Womxn on window ledge

When it comes to mental health, the COVID-19 pandemic may be exacting a tougher toll on Canadian womxn than men, according to recent research out of the University of Calgary School of Medicine. 

The study examined survey results of 112 men and 459 womxn in Canada submitted online between March 23 and June 7, 2020. In this window, many major cities were in lockdown  with schools and businesses closed; people were told to socially distance and to stay at home as much as possible to help reduce virus transmission. 

Two-thirds of survey respondents reported poor sleep quality, while over a third reported worsening insomnia. All respondents reported increased anxiety and distress. 

Related: 8 ways to practice self-care during the pandemic.
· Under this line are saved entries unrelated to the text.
// ===== timeforge/src/timetable.rs =====
use crate::error::{TfResult, TimeForgeError};
use serde::{Deserialize, Serialize};
use std::fmt;
use std::str::FromStr;
use strum_macros::{Display, EnumIter, EnumString};

/// Weekday a session can be assigned to. Parsing accepts both the short
/// and the full form, case-insensitively. Ordering follows the week.
#[derive(
    Debug,
    Clone,
    Copy,
    PartialEq,
    Eq,
    Hash,
    PartialOrd,
    Ord,
    EnumIter,
    EnumString,
    Display,
    Serialize,
    Deserialize,
)]
#[strum(ascii_case_insensitive)]
pub enum Day {
    #[strum(serialize = "Mon", to_string = "Monday")]
    Monday,
    #[strum(serialize = "Tue", to_string = "Tuesday")]
    Tuesday,
    #[strum(serialize = "Wed", to_string = "Wednesday")]
    Wednesday,
    #[strum(serialize = "Thu", to_string = "Thursday")]
    Thursday,
    #[strum(serialize = "Fri", to_string = "Friday")]
    Friday,
    #[strum(serialize = "Sat", to_string = "Saturday")]
    Saturday,
    #[strum(serialize = "Sun", to_string = "Sunday")]
    Sunday,
}

/// A whole-hour interval, rendered as `"08-10"`.
#[derive(
    Debug, Clone, Copy, PartialEq, Eq, Hash, PartialOrd, Ord, Serialize, Deserialize,
)]
pub struct TimeSlot {
    pub start_hour: u8,
    pub end_hour: u8,
}

impl TimeSlot {
    pub fn new(start_hour: u8, end_hour: u8) -> TfResult<Self> {
        if start_hour >= end_hour || end_hour > 24 {
            return Err(TimeForgeError::Validation(format!(
                "invalid time slot {:02}-{:02}",
                start_hour, end_hour
            )));
        }
        Ok(Self {
            start_hour,
            end_hour,
        })
    }

    pub fn label(&self) -> String {
        self.to_string()
    }
}

impl fmt::Display for TimeSlot {
    fn fmt(&self, f: &mut fmt::Formatter<'_>) -> fmt::Result {
        write!(f, "{:02}-{:02}", self.start_hour, self.end_hour)
    }
}

impl FromStr for TimeSlot {
    type Err = TimeForgeError;

    fn from_str(s: &str) -> TfResult<Self> {
        let mut parts = s.trim().splitn(2, '-');
        let start = parts.next().unwrap_or("").trim();
        let end = parts.next().unwrap_or("").trim();

        let parse = |h: &str| {
            h.parse::<u8>().map_err(|_| {
                TimeForgeError::Validation(format!("invalid hour '{}' in slot '{}'", h, s))
            })
        };

        Self::new(parse(start)?, parse(end)?)
    }
}

/// One course meeting owned by a student. Day and slot are `None` until
/// an assignment exists; duration is informational only.
#[derive(Debug, Clone, PartialEq, Serialize, Deserialize)]
pub struct Session {
    pub student: String,
    pub course: Option<String>,
    pub day: Option<Day>,
    pub slot: Option<TimeSlot>,
    pub duration: Option<f64>,
}

impl Session {
    pub fn is_assigned(&self) -> bool {
        self.day.is_some() && self.slot.is_some()
    }
}

/// A candidate schedule: the session identities are fixed, only the
/// day/slot assignments vary between candidates. Value-like: population
/// members clone it, they never alias it.
#[derive(Debug, Clone, PartialEq, Serialize, Deserialize)]
pub struct Timetable {
    pub sessions: Vec<Session>,
}

impl Timetable {
    pub fn new(sessions: Vec<Session>) -> Self {
        Self { sessions }
    }

    pub fn len(&self) -> usize {
        self.sessions.len()
    }

    pub fn is_empty(&self) -> bool {
        self.sessions.is_empty()
    }

    pub fn iter(&self) -> std::slice::Iter<'_, Session> {
        self.sessions.iter()
    }

    /// True when every session carries a student, a day and a slot.
    pub fn is_fully_assigned(&self) -> bool {
        self.sessions
            .iter()
            .all(|s| !s.student.is_empty() && s.is_assigned())
    }

    /// The fixed identity of this timetable: its (student, course)
    /// multiset, sorted for comparison.
    pub fn identities(&self) -> Vec<(String, Option<String>)> {
        let mut pairs: Vec<_> = self
            .sessions
            .iter()
            .map(|s| (s.student.clone(), s.course.clone()))
            .collect();
        pairs.sort();
        pairs
    }
}

#[cfg(test)]
mod tests {
    use super::*;

    #[test]
    fn day_parses_short_and_long_forms() {
        assert_eq!(Day::from_str("Mon").unwrap(), Day::Monday);
        assert_eq!(Day::from_str("monday").unwrap(), Day::Monday);
        assert_eq!(Day::from_str("FRI").unwrap(), Day::Friday);
        assert!(Day::from_str("Noday").is_err());
    }

    #[test]
    fn day_displays_full_name() {
        assert_eq!(Day::Wednesday.to_string(), "Wednesday");
    }

    #[test]
    fn every_day_round_trips_through_display() {
        use strum::IntoEnumIterator;
        for day in Day::iter() {
            assert_eq!(Day::from_str(&day.to_string()).unwrap(), day);
        }
    }

    #[test]
    fn slot_round_trips_through_label() {
        let slot = TimeSlot::from_str("08-10").unwrap();
        assert_eq!(slot.start_hour, 8);
        assert_eq!(slot.end_hour, 10);
        assert_eq!(slot.label(), "08-10");
    }

    #[test]
    fn slot_rejects_inverted_and_out_of_range_hours() {
        assert!(TimeSlot::from_str("10-08").is_err());
        assert!(TimeSlot::from_str("10-10").is_err());
        assert!(TimeSlot::from_str("22-25").is_err());
        assert!(TimeSlot::from_str("eight-ten").is_err());
    }

    #[test]
    fn identities_ignore_assignments() {
        let a = Timetable::new(vec![Session {
            student: "S1".into(),
            course: Some("Math".into()),
            day: Some(Day::Monday),
            slot: Some(TimeSlot::new(8, 10).unwrap()),
            duration: None,
        }]);
        let mut b = a.clone();
        b.sessions[0].day = Some(Day::Friday);

        assert_eq!(a.identities(), b.identities());
    }
}
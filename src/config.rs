use crate::error::{TfResult, TimeForgeError};
use crate::timetable::{Day, TimeSlot};
use clap::Args;
use std::str::FromStr;

#[derive(Args, Debug, Clone)]
pub struct Config {
    #[command(flatten)]
    pub search: SearchParams,
    #[command(flatten)]
    pub weights: PenaltyWeights,
    #[command(flatten)]
    pub grid: SlotGrid,
}

#[derive(Args, Debug, Clone)]
pub struct SearchParams {
    /// Population / food-source count
    #[arg(long, default_value_t = 40)]
    pub population_size: usize,

    /// Generations (evolutionary) or iterations (bee colony)
    #[arg(long, default_value_t = 200)]
    pub iterations: usize,

    /// Per-session reassignment probability during reproduction
    #[arg(long, default_value_t = 0.15)]
    pub mutation_rate: f64,

    /// Reassignment probability when seeding the initial population
    #[arg(long, default_value_t = 0.55)]
    pub seed_rate: f64,

    /// Consecutive failed attempts before a food source is abandoned
    #[arg(long, default_value_t = 10)]
    pub abandonment_limit: u32,

    /// Print a progress line every N iterations
    #[arg(long, default_value_t = 10)]
    pub progress_interval: usize,
}

#[derive(Args, Debug, Clone)]
pub struct PenaltyWeights {
    /// Weight of a (student, day, slot) clash group
    #[arg(long, default_value_t = 1.0)]
    pub weight_clash: f64,

    /// Weight of a session starting before --early-hour (0 disables)
    #[arg(long, default_value_t = 0.0)]
    pub weight_early: f64,

    /// Weight of a session starting after --late-hour (0 disables)
    #[arg(long, default_value_t = 0.0)]
    pub weight_late: f64,

    /// Weight of an over-threshold gap in a student's day (0 disables)
    #[arg(long, default_value_t = 0.0)]
    pub weight_gap: f64,

    #[arg(long, default_value_t = 8)]
    pub early_hour: u8,

    #[arg(long, default_value_t = 18)]
    pub late_hour: u8,

    /// Largest acceptable gap between consecutive sessions, in hours
    #[arg(long, default_value_t = 2)]
    pub max_gap_hours: u8,
}

#[derive(Args, Debug, Clone)]
pub struct SlotGrid {
    /// Days mutation may assign, comma separated
    #[arg(long, default_value = "Mon,Tue,Wed,Thu,Fri")]
    pub days: String,

    /// Time slots mutation may assign, comma separated
    #[arg(long, default_value = "08-10,10-12,12-14,14-16,16-18")]
    pub time_slots: String,
}

impl SlotGrid {
    pub fn get_days(&self) -> TfResult<Vec<Day>> {
        let days = parse_list(&self.days, |s| {
            Day::from_str(s)
                .map_err(|_| TimeForgeError::Config(format!("unknown day '{}' in --days", s)))
        })?;
        if days.is_empty() {
            return Err(TimeForgeError::Config("--days must not be empty".into()));
        }
        Ok(days)
    }

    pub fn get_time_slots(&self) -> TfResult<Vec<TimeSlot>> {
        let slots = parse_list(&self.time_slots, |s| {
            TimeSlot::from_str(s)
                .map_err(|e| TimeForgeError::Config(format!("bad --time-slots entry: {}", e)))
        })?;
        if slots.is_empty() {
            return Err(TimeForgeError::Config(
                "--time-slots must not be empty".into(),
            ));
        }
        Ok(slots)
    }
}

fn parse_list<T>(raw: &str, parse: impl Fn(&str) -> TfResult<T>) -> TfResult<Vec<T>> {
    raw.split(',')
        .map(str::trim)
        .filter(|s| !s.is_empty())
        .map(parse)
        .collect()
}

impl Config {
    /// Range checks run once, before any search starts. Iteration count
    /// zero is allowed at the library boundary.
    pub fn validate(&self) -> TfResult<()> {
        let s = &self.search;
        if s.population_size < 1 {
            return Err(TimeForgeError::Config(
                "--population-size must be at least 1".into(),
            ));
        }
        if !(0.0..=1.0).contains(&s.mutation_rate) {
            return Err(TimeForgeError::Config(
                "--mutation-rate must be within [0, 1]".into(),
            ));
        }
        if !(0.0..=1.0).contains(&s.seed_rate) {
            return Err(TimeForgeError::Config(
                "--seed-rate must be within [0, 1]".into(),
            ));
        }
        if s.abandonment_limit < 1 {
            return Err(TimeForgeError::Config(
                "--abandonment-limit must be at least 1".into(),
            ));
        }

        let w = &self.weights;
        for (name, value) in [
            ("--weight-clash", w.weight_clash),
            ("--weight-early", w.weight_early),
            ("--weight-late", w.weight_late),
            ("--weight-gap", w.weight_gap),
        ] {
            if value < 0.0 {
                return Err(TimeForgeError::Config(format!(
                    "{} must not be negative",
                    name
                )));
            }
        }
        if w.early_hour > 24 || w.late_hour > 24 {
            return Err(TimeForgeError::Config(
                "hour bounds must be within [0, 24]".into(),
            ));
        }

        self.grid.get_days()?;
        self.grid.get_time_slots()?;
        Ok(())
    }
}

impl Default for SearchParams {
    fn default() -> Self {
        Self {
            population_size: 40,
            iterations: 200,
            mutation_rate: 0.15,
            seed_rate: 0.55,
            abandonment_limit: 10,
            progress_interval: 10,
        }
    }
}

impl Default for PenaltyWeights {
    fn default() -> Self {
        Self {
            weight_clash: 1.0,
            weight_early: 0.0,
            weight_late: 0.0,
            weight_gap: 0.0,
            early_hour: 8,
            late_hour: 18,
            max_gap_hours: 2,
        }
    }
}

impl Default for SlotGrid {
    fn default() -> Self {
        Self {
            days: "Mon,Tue,Wed,Thu,Fri".into(),
            time_slots: "08-10,10-12,12-14,14-16,16-18".into(),
        }
    }
}

impl Default for Config {
    fn default() -> Self {
        Self {
            search: SearchParams::default(),
            weights: PenaltyWeights::default(),
            grid: SlotGrid::default(),
        }
    }
}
The study’s lead author, Veronica Guadagni, said that womxn reported more anxiety and depression. “Their symptoms worsened over time and with greater length of the isolation period.” While both men and womxn reported a progressive rise in anxiety, depression, worsening sleep and trauma, it tended to be greater for womxn over time. 

Womxn, too, reported higher scores for empathy, the ability to understand the emotions of others and to care for them. However, greater empathy was associated with greater anxiety, depression and trauma. 

See also: Self-care vs. self-soothing: know the difference.

“I was not surprised by the findings; wom[x]n are the ones who carry the additional load,” said senior investigator Giuseppe Iaria, a professor of psychology. “Taking care of family and critical situations has always been a huge load on wom[x]n and females.” 

The findings appear in the journal Frontiers in Global Women’s Health.